[Items from a data source]
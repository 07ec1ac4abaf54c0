//! Relevance judgment.
//!
//! Content-word overlap between the query and the response (positive trust
//! direction). A response that shares nothing with the question is likely
//! off-topic however fluent it is.

use async_trait::async_trait;

use crate::domain::CheckInput;
use crate::engine::{Detector, RawVerdict};
use crate::error::DetectorError;

use super::text::{content_words, jaccard};

/// Overlap below which the verdict is a warning.
const WARN_BELOW: f64 = 0.1;

pub struct RelevanceJudge;

#[async_trait]
impl Detector for RelevanceJudge {
    fn name(&self) -> &str {
        "relevance"
    }

    async fn detect(&self, input: &CheckInput) -> Result<RawVerdict, DetectorError> {
        let response = input.response.as_deref().ok_or_else(|| {
            DetectorError::InvalidInput("relevance judge requires a model response".to_string())
        })?;

        let query_words = content_words(&input.query);
        let response_words = content_words(response);
        let overlap = jaccard(&query_words, &response_words);

        let detail = serde_json::json!({
            "query_terms": query_words.len(),
            "response_terms": response_words.len(),
        });

        if overlap < WARN_BELOW {
            Ok(RawVerdict::warn(overlap, detail))
        } else {
            Ok(RawVerdict::pass(overlap).with_detail(detail))
        }
    }
}

#[cfg(test)]
mod tests {
    use super::*;
    use crate::engine::RawOutcome;

    #[tokio::test]
    async fn test_on_topic_response_scores_high() {
        let input = CheckInput::for_output(
            "What is the capital of France?",
            vec![],
            "The capital of France is Paris.",
        );
        let verdict = RelevanceJudge.detect(&input).await.unwrap();
        assert_eq!(verdict.outcome, RawOutcome::Pass);
        assert!(verdict.signal.unwrap() > 0.3);
    }

    #[tokio::test]
    async fn test_off_topic_response_warns() {
        let input = CheckInput::for_output(
            "What is the capital of France?",
            vec![],
            "Bananas ripen faster inside paper bags.",
        );
        let verdict = RelevanceJudge.detect(&input).await.unwrap();
        assert_eq!(verdict.outcome, RawOutcome::Warn);
        assert_eq!(verdict.signal, Some(0.0));
    }

    #[tokio::test]
    async fn test_missing_response_is_detector_error() {
        assert!(RelevanceJudge
            .detect(&CheckInput::for_input("q"))
            .await
            .is_err());
    }
}
//! Grounding coverage scoring.
//!
//! Measures how much of the response is supported by the retrieved
//! evidence: a response sentence counts as covered when enough of its
//! content words appear somewhere in the evidence. The signal is the covered
//! fraction (positive trust direction).

use std::collections::HashSet;

use async_trait::async_trait;

use crate::domain::CheckInput;
use crate::engine::{Detector, RawVerdict};
use crate::error::DetectorError;

use super::text::{content_words, sentences};

/// Fraction of a sentence's content words that must appear in the evidence
/// for the sentence to count as covered.
const SENTENCE_COVERAGE_BAR: f64 = 0.5;

/// Coverage below which the verdict is a warning rather than a pass.
const WARN_BELOW: f64 = 0.3;

pub struct GroundingScorer;

#[async_trait]
impl Detector for GroundingScorer {
    fn name(&self) -> &str {
        "grounding"
    }

    async fn detect(&self, input: &CheckInput) -> Result<RawVerdict, DetectorError> {
        let response = input.response.as_deref().ok_or_else(|| {
            DetectorError::InvalidInput("grounding scorer requires a model response".to_string())
        })?;

        if input.evidence.is_empty() {
            // No evidence retrieved: nothing is grounded.
            return Ok(RawVerdict::warn(
                0.0,
                serde_json::json!({ "reason": "no evidence retrieved" }),
            ));
        }

        let evidence_words: HashSet<String> = input
            .evidence
            .iter()
            .flat_map(|e| content_words(&e.text))
            .collect();

        let response_sentences = sentences(response);
        if response_sentences.is_empty() {
            return Ok(RawVerdict::warn(
                0.0,
                serde_json::json!({ "reason": "empty response" }),
            ));
        }

        let mut covered = 0usize;
        for sentence in &response_sentences {
            let words = content_words(sentence);
            if words.is_empty() {
                continue;
            }
            let hits = words.iter().filter(|w| evidence_words.contains(*w)).count();
            if hits as f64 / words.len() as f64 >= SENTENCE_COVERAGE_BAR {
                covered += 1;
            }
        }

        let coverage = covered as f64 / response_sentences.len() as f64;
        let detail = serde_json::json!({
            "covered_sentences": covered,
            "total_sentences": response_sentences.len(),
        });

        if coverage < WARN_BELOW {
            Ok(RawVerdict::warn(coverage, detail))
        } else {
            Ok(RawVerdict::pass(coverage).with_detail(detail))
        }
    }
}
//! Decision domain types.
//!
//! The policy engine's terminal output. A decision is consumed by the caller
//! and never fed back into the pipeline.

use serde::{Deserialize, Serialize};

/// Closed set of release decisions.
#[derive(Debug, Clone, Copy, PartialEq, Eq, Serialize, Deserialize)]
#[serde(rename_all = "snake_case")]
pub enum DecisionLabel {
    /// Release the response as-is.
    Accept,
    /// Ask the user to rephrase or narrow the query.
    Clarify,
    /// Release only alongside supporting evidence references.
    CitationsOnly,
    /// Withhold the response entirely.
    Block,
}

impl DecisionLabel {
    /// Confidence tier for monotonicity checks:
    /// Block < Clarify <= CitationsOnly < Accept.
    pub fn tier(&self) -> u8 {
        match self {
            DecisionLabel::Block => 0,
            DecisionLabel::Clarify => 1,
            DecisionLabel::CitationsOnly => 2,
            DecisionLabel::Accept => 3,
        }
    }

    /// Whether the response text may be shown to the caller at all.
    pub fn releases_response(&self) -> bool {
        matches!(self, DecisionLabel::Accept | DecisionLabel::CitationsOnly)
    }
}

impl std::fmt::Display for DecisionLabel {
    fn fmt(&self, f: &mut std::fmt::Formatter<'_>) -> std::fmt::Result {
        match self {
            DecisionLabel::Accept => write!(f, "accept"),
            DecisionLabel::Clarify => write!(f, "clarify"),
            DecisionLabel::CitationsOnly => write!(f, "citations_only"),
            DecisionLabel::Block => write!(f, "block"),
        }
    }
}

impl std::str::FromStr for DecisionLabel {
    type Err = String;

    fn from_str(s: &str) -> Result<Self, Self::Err> {
        match s {
            "accept" => Ok(DecisionLabel::Accept),
            "clarify" => Ok(DecisionLabel::Clarify),
            "citations_only" => Ok(DecisionLabel::CitationsOnly),
            "block" => Ok(DecisionLabel::Block),
            _ => Err(format!("Unknown decision label: {}", s)),
        }
    }
}

/// Terminal decision for one pipeline run.
#[derive(Debug, Clone, PartialEq, Eq, Serialize, Deserialize)]
pub struct Decision {
    /// The chosen label.
    pub label: DecisionLabel,
    /// Name of the policy rule that fired, for audit.
    pub rule: String,
    /// Key of the user-facing message template, if any.
    pub message_key: Option<String>,
}

impl Decision {
    pub fn new(label: DecisionLabel, rule: impl Into<String>, message_key: Option<&str>) -> Self {
        Self {
            label,
            rule: rule.into(),
            message_key: message_key.map(str::to_string),
        }
    }

    /// Safe templated message for non-Accept outcomes. Raw internal error
    /// text never reaches the caller; it stays in the audit record.
    pub fn user_message(&self) -> Option<&'static str> {
        match self.message_key.as_deref() {
            Some("blocked_unsafe") => {
                Some("This request could not be completed because it failed a safety check.")
            }
            Some("blocked_low_trust") => {
                Some("We could not produce a sufficiently reliable answer to this request.")
            }
            Some("needs_clarification") => {
                Some("Could you rephrase or narrow your question? We need more context to answer reliably.")
            }
            Some("citations_required") => {
                Some("This answer is released with its supporting sources; unsupported claims were withheld.")
            }
            Some("upstream_unavailable") => {
                Some("The service is temporarily unable to answer this request. Please try again.")
            }
            _ => None,
        }
    }
}

#[cfg(test)]
mod tests {
    use super::*;

    #[test]
    fn test_tier_ordering() {
        assert!(DecisionLabel::Block.tier() < DecisionLabel::Clarify.tier());
        assert!(DecisionLabel::Clarify.tier() <= DecisionLabel::CitationsOnly.tier());
        assert!(DecisionLabel::CitationsOnly.tier() < DecisionLabel::Accept.tier());
    }

    #[test]
    fn test_release_gating() {
        assert!(DecisionLabel::Accept.releases_response());
        assert!(DecisionLabel::CitationsOnly.releases_response());
        assert!(!DecisionLabel::Clarify.releases_response());
        assert!(!DecisionLabel::Block.releases_response());
    }

    #[test]
    fn test_label_serialization() {
        let json = serde_json::to_string(&DecisionLabel::CitationsOnly).unwrap();
        assert_eq!(json, "\"citations_only\"");
    }

    #[test]
    fn test_user_message_is_templated() {
        let decision = Decision::new(DecisionLabel::Block, "input_stage_blocked", Some("blocked_unsafe"));
        assert!(decision.user_message().unwrap().contains("safety check"));

        let bare = Decision::new(DecisionLabel::Accept, "high_confidence", None);
        assert!(bare.user_message().is_none());
    }
}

◆ **Aim of the task**: In the lines above, find the word "Result" and copy every line it occurs in.

◆ **Problem solution**:
    async fn detect(&self, input: &CheckInput) -> Result<RawVerdict, DetectorError> {
    async fn detect(&self, input: &CheckInput) -> Result<RawVerdict, DetectorError> {
    fn fmt(&self, f: &mut std::fmt::Formatter<'_>) -> std::fmt::Result {
    fn from_str(s: &str) -> Result<Self, Self::Err> {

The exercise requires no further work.